──────── EXERCISE DATA ────────

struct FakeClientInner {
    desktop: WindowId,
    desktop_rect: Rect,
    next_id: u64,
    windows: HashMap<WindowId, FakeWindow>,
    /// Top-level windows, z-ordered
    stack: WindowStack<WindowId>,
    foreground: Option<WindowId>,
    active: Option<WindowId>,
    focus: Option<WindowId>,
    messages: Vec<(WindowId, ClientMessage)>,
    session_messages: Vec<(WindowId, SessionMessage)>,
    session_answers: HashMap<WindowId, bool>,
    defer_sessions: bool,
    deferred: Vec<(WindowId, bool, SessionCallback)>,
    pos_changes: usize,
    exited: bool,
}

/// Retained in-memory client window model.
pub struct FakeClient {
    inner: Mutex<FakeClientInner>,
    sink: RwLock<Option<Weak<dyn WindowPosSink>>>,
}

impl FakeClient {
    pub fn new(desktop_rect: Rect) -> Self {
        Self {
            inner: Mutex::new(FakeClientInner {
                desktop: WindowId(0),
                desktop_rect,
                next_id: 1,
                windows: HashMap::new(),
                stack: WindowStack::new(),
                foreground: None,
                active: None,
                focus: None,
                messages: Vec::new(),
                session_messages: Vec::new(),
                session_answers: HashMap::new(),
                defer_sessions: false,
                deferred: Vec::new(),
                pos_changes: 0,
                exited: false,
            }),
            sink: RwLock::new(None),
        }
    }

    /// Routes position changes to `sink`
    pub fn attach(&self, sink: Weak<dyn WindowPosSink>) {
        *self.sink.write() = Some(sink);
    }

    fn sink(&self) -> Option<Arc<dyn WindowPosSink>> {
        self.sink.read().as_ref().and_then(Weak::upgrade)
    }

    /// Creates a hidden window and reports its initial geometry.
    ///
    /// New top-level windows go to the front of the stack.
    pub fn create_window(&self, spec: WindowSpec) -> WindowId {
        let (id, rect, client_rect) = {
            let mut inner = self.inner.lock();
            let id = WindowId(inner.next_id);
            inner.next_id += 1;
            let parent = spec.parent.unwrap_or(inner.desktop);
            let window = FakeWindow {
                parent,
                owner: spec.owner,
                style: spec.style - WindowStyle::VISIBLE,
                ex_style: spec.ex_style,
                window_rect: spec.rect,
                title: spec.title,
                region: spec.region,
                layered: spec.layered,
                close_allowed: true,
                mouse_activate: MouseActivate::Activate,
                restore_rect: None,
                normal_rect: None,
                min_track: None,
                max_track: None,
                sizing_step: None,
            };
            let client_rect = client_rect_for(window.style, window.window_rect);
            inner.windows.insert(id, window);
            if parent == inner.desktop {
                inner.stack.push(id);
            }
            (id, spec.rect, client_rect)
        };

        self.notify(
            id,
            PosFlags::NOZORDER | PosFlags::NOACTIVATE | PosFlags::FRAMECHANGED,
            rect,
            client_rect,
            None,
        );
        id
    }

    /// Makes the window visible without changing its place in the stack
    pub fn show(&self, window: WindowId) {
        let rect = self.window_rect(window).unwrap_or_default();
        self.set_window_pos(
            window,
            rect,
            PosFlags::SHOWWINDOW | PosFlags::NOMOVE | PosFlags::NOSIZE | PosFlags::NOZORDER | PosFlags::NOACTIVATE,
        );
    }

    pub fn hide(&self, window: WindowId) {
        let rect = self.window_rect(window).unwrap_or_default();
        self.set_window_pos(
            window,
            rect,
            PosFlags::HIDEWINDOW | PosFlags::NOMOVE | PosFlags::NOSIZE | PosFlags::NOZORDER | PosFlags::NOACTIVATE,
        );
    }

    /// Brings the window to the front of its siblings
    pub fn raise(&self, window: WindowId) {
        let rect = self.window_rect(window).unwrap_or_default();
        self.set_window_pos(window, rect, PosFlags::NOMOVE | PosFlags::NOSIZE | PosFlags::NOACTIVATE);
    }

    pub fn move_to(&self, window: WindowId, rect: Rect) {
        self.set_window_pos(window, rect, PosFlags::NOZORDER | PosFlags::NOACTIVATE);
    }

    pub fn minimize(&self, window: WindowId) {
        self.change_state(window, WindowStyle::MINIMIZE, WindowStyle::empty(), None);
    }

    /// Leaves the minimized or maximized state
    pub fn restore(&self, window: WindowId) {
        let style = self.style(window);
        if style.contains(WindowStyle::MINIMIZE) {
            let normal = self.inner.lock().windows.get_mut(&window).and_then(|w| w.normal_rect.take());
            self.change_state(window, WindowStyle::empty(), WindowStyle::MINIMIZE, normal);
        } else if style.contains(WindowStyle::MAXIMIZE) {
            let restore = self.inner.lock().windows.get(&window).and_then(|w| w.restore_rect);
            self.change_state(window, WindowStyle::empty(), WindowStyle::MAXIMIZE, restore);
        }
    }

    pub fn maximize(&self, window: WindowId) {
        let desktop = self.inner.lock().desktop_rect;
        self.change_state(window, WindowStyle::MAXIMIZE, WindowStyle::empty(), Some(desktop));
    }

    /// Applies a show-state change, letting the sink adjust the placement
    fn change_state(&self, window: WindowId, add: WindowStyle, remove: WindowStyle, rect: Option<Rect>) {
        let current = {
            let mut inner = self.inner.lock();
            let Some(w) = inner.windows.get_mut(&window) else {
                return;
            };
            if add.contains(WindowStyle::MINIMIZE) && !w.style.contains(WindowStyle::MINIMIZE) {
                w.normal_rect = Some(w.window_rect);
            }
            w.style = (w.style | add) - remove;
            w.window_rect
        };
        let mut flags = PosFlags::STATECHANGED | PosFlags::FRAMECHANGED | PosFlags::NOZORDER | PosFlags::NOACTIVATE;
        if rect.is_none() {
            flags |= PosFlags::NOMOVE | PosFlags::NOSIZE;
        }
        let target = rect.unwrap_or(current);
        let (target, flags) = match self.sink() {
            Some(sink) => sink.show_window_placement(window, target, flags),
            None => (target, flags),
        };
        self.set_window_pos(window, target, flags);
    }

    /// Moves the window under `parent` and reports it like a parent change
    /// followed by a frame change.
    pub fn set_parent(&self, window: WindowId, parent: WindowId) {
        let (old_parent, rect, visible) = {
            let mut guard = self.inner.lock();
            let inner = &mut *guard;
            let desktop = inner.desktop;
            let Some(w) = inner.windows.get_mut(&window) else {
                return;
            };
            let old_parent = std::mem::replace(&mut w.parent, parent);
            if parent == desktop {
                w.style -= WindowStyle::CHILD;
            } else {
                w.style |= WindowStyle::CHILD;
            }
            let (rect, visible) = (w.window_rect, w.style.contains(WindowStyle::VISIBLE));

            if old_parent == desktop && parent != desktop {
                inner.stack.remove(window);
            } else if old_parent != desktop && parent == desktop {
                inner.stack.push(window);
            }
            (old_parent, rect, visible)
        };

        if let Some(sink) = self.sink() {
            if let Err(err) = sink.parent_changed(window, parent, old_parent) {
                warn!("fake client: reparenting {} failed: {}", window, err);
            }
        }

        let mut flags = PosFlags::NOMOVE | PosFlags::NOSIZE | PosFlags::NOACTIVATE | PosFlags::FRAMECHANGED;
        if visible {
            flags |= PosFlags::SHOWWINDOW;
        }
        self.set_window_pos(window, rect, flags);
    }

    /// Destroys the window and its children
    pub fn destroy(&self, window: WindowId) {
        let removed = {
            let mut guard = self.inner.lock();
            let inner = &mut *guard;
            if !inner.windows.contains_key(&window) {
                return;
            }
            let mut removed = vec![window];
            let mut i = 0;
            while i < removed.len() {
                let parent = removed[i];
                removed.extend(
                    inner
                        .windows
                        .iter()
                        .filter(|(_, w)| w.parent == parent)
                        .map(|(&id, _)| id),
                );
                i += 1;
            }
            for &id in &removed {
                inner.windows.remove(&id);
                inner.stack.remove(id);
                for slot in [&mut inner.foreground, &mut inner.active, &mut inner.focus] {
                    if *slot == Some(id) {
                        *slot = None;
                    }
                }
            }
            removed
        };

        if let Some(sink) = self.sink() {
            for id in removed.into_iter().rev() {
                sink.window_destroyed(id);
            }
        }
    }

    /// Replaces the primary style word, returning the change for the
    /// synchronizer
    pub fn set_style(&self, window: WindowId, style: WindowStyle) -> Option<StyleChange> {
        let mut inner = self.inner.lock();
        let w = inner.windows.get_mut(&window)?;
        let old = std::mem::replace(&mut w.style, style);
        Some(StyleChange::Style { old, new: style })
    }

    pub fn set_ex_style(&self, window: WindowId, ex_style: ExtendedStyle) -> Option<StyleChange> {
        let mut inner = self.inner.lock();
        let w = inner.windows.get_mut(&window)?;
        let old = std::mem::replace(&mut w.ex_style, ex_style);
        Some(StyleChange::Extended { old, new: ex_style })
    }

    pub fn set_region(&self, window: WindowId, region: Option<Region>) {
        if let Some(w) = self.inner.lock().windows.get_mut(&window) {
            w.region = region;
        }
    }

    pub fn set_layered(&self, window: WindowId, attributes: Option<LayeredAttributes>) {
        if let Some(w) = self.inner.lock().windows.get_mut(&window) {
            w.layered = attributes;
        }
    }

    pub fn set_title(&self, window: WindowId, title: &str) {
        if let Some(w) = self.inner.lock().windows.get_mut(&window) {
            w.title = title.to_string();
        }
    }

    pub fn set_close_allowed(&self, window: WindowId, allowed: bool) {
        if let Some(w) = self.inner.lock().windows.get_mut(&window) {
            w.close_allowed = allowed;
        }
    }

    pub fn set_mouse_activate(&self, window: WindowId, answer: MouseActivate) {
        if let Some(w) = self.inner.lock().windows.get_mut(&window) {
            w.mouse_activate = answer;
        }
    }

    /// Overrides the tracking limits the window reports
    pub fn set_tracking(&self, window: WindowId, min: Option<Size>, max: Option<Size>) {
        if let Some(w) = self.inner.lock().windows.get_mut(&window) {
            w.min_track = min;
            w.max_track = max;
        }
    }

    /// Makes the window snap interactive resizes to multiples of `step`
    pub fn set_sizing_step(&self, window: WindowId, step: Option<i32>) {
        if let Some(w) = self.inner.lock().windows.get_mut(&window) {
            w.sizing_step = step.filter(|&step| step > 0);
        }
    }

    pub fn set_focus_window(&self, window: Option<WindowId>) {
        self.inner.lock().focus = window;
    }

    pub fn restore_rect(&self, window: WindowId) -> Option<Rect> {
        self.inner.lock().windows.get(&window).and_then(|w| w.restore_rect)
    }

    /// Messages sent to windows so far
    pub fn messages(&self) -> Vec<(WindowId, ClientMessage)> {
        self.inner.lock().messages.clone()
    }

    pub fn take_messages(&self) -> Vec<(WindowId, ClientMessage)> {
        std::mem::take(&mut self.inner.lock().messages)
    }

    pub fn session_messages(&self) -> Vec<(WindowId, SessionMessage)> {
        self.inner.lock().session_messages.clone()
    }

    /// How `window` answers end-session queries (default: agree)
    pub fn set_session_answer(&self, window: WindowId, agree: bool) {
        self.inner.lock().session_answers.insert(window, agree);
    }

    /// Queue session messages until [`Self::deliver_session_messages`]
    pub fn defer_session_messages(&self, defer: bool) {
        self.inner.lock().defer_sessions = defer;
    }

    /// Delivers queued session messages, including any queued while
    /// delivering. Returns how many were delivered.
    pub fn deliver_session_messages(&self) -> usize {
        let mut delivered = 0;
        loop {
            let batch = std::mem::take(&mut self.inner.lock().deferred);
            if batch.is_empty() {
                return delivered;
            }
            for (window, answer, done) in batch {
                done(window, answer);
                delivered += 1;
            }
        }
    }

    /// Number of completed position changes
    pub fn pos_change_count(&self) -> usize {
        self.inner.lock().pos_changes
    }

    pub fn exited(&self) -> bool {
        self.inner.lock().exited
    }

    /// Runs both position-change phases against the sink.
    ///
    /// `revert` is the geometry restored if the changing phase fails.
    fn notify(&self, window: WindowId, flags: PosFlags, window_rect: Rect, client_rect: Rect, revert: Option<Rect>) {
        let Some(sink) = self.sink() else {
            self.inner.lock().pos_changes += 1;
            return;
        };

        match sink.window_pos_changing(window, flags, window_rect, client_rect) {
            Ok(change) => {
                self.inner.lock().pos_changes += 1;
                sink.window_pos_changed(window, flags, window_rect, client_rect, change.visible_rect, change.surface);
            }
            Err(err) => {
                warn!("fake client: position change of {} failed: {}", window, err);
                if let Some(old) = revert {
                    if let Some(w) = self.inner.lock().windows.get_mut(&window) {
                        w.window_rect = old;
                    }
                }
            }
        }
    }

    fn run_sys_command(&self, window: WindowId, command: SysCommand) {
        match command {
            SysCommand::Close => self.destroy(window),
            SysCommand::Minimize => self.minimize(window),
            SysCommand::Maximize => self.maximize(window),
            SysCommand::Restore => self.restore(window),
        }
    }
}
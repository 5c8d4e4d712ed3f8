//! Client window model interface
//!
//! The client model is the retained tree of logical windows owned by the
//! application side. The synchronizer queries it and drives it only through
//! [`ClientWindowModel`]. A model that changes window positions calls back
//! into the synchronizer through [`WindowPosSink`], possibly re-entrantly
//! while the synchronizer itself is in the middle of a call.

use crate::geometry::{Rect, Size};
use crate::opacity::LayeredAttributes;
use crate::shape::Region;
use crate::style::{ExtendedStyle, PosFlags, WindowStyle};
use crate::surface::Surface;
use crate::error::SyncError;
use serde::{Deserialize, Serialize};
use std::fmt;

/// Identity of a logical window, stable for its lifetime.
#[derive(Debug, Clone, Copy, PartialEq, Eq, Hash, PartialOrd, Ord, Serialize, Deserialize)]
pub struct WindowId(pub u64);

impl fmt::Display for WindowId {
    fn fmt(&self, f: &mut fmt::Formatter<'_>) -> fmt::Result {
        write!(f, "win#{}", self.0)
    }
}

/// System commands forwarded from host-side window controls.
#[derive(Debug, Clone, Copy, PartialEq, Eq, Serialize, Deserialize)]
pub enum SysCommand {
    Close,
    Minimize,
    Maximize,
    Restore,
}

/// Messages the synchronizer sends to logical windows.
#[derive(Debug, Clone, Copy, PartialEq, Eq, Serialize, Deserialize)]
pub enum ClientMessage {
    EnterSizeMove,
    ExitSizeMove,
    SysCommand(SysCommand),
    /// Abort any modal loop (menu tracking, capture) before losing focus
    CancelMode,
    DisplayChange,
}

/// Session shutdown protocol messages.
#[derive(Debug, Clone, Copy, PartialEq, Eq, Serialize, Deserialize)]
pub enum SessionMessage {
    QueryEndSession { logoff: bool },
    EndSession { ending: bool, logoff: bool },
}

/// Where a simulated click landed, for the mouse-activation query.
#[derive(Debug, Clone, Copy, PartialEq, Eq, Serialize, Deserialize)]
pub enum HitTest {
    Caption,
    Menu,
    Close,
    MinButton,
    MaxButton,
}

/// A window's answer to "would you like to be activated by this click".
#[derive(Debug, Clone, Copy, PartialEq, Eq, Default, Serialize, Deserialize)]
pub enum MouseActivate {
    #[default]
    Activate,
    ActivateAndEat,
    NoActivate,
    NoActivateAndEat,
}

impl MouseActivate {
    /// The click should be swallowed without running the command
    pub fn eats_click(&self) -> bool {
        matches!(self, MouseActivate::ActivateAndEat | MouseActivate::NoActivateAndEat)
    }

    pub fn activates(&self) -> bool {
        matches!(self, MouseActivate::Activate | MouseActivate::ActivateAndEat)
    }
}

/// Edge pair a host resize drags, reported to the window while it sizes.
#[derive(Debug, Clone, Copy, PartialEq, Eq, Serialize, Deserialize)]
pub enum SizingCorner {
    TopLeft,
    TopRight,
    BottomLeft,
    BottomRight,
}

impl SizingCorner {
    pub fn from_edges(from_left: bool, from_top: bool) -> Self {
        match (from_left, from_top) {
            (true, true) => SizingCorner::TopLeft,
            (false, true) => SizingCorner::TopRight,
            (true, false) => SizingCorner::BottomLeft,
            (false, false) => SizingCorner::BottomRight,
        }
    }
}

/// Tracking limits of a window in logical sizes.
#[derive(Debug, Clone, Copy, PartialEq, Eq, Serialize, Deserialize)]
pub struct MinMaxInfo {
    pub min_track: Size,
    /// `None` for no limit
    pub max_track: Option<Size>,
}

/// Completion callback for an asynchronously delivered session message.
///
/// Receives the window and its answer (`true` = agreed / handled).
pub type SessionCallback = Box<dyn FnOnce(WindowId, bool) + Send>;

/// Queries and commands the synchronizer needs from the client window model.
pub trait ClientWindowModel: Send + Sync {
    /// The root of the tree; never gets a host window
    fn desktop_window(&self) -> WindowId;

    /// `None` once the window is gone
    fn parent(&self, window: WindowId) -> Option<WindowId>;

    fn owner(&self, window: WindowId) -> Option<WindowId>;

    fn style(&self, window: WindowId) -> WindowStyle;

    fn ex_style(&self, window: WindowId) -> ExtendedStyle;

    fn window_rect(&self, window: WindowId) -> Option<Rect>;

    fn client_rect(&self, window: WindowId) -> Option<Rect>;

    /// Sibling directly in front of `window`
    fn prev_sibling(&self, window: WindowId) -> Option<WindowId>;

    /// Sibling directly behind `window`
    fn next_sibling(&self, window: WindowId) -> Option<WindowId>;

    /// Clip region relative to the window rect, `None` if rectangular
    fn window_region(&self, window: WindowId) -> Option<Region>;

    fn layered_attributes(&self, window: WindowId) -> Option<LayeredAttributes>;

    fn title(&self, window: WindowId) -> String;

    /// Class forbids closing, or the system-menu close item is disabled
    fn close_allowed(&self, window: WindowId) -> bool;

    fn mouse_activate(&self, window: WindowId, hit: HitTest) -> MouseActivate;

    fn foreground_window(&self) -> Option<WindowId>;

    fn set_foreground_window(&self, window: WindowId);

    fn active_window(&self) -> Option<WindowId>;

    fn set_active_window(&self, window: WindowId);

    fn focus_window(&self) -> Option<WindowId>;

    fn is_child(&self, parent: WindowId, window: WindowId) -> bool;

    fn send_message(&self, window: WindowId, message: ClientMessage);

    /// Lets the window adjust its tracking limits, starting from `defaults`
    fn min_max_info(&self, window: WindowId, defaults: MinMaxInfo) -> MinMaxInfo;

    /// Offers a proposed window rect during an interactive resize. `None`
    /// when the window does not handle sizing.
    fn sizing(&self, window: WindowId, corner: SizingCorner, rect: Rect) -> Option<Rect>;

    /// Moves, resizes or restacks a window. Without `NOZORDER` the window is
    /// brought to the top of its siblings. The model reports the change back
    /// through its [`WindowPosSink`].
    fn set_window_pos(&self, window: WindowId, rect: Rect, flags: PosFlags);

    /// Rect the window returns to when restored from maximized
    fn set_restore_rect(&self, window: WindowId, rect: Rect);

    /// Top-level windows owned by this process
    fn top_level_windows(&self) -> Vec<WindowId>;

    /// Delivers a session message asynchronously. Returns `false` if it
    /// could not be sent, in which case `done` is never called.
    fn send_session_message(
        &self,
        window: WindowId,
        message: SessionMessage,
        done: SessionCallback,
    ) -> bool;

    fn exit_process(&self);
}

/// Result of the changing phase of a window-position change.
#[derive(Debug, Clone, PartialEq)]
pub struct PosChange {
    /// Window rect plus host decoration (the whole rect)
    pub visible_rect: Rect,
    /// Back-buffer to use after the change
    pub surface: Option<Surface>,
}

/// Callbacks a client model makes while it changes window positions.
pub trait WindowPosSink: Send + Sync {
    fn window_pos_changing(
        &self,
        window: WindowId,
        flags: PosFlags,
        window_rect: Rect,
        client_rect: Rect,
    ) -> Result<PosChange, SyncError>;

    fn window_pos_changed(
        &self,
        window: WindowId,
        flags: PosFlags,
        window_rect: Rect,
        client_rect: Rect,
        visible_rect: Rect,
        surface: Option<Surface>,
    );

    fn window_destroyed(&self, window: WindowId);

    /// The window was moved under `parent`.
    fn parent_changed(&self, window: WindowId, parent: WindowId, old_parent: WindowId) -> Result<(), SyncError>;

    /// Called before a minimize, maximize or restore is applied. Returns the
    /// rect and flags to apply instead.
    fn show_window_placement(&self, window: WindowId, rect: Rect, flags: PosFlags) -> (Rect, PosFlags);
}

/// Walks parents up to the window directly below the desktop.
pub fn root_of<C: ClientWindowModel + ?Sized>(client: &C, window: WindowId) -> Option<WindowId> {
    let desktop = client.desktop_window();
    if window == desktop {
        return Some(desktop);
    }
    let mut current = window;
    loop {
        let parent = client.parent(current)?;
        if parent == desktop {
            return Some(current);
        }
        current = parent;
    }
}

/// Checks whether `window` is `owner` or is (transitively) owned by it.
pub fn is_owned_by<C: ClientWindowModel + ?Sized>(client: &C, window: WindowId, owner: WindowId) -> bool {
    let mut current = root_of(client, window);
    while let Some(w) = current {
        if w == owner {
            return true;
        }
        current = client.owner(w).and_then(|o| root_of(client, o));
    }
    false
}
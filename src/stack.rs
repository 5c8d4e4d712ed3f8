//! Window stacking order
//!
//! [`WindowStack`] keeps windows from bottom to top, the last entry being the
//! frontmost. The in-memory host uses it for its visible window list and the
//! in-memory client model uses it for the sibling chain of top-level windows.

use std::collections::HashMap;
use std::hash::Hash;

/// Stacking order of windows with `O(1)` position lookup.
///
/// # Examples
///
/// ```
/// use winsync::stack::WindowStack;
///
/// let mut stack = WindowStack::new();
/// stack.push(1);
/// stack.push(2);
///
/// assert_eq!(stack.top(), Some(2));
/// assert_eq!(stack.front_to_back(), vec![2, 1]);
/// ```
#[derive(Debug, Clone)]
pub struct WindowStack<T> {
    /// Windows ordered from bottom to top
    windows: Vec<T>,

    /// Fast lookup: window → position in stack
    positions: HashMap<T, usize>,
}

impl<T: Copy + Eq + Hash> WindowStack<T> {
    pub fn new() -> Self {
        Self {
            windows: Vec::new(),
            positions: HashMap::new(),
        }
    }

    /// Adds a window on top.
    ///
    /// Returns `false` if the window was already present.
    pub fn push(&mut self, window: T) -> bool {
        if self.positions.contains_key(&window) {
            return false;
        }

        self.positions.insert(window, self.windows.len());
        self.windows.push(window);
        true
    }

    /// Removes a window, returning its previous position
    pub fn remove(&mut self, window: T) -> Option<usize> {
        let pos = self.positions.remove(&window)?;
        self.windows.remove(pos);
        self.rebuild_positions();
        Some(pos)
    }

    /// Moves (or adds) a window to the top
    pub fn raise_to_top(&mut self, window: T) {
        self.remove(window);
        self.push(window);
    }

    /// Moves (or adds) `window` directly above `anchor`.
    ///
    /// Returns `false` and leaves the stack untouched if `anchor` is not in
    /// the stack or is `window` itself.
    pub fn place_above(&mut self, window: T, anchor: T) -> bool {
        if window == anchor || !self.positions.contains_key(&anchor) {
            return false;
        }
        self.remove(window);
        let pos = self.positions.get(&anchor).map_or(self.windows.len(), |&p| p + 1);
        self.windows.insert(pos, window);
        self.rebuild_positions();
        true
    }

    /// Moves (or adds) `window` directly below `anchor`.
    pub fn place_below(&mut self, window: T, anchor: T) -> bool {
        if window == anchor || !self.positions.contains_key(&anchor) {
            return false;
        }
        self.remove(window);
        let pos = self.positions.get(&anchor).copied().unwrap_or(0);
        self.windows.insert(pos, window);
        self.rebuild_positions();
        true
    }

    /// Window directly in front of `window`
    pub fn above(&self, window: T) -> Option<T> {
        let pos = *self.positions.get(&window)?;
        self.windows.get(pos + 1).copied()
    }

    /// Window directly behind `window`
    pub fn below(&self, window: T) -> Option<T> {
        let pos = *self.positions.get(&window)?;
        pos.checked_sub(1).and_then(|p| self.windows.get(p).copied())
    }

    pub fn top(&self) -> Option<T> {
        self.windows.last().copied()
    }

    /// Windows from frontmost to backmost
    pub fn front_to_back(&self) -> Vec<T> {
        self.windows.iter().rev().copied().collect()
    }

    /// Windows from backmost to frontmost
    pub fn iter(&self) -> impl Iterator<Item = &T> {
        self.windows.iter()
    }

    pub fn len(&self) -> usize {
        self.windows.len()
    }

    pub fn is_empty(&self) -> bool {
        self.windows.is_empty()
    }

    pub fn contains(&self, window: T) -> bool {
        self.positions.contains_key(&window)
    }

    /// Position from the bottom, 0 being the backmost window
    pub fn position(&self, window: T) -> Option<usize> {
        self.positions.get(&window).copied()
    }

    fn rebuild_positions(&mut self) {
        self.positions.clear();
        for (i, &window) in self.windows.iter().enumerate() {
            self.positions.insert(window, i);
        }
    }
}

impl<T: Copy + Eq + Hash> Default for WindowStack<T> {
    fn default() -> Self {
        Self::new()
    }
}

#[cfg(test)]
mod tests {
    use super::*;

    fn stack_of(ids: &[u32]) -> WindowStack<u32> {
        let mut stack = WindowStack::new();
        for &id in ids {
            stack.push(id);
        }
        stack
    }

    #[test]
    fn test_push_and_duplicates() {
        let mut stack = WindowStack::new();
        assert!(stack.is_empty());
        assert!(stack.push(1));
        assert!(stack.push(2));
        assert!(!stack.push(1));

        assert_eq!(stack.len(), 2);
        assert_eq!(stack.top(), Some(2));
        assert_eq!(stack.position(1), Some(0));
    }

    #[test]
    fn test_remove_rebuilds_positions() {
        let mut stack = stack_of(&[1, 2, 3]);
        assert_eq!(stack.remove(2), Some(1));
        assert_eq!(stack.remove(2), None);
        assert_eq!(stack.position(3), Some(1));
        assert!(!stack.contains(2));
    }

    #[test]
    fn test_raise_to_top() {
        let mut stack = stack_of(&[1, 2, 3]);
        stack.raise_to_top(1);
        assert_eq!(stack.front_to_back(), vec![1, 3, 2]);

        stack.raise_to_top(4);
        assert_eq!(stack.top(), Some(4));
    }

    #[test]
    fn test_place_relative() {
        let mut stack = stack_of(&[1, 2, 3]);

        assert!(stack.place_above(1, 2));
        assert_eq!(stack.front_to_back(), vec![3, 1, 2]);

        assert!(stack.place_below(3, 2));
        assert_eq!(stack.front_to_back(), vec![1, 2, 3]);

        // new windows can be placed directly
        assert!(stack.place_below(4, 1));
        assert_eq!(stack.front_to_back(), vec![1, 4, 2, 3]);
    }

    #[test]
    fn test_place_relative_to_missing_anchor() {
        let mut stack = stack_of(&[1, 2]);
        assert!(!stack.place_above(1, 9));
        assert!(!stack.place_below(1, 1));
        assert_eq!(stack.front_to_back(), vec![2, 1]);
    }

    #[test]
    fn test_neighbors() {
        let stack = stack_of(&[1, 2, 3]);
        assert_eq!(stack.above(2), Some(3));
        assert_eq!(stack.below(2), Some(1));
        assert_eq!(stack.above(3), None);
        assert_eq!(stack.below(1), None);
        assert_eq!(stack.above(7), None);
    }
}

────────

WORK TO COMPLETE: Go through the listing above and return each line that includes the word "maximized".

TASK OUTPUT:
    /// Leaves the minimized or maximized state
    /// Rect the window returns to when restored from maximized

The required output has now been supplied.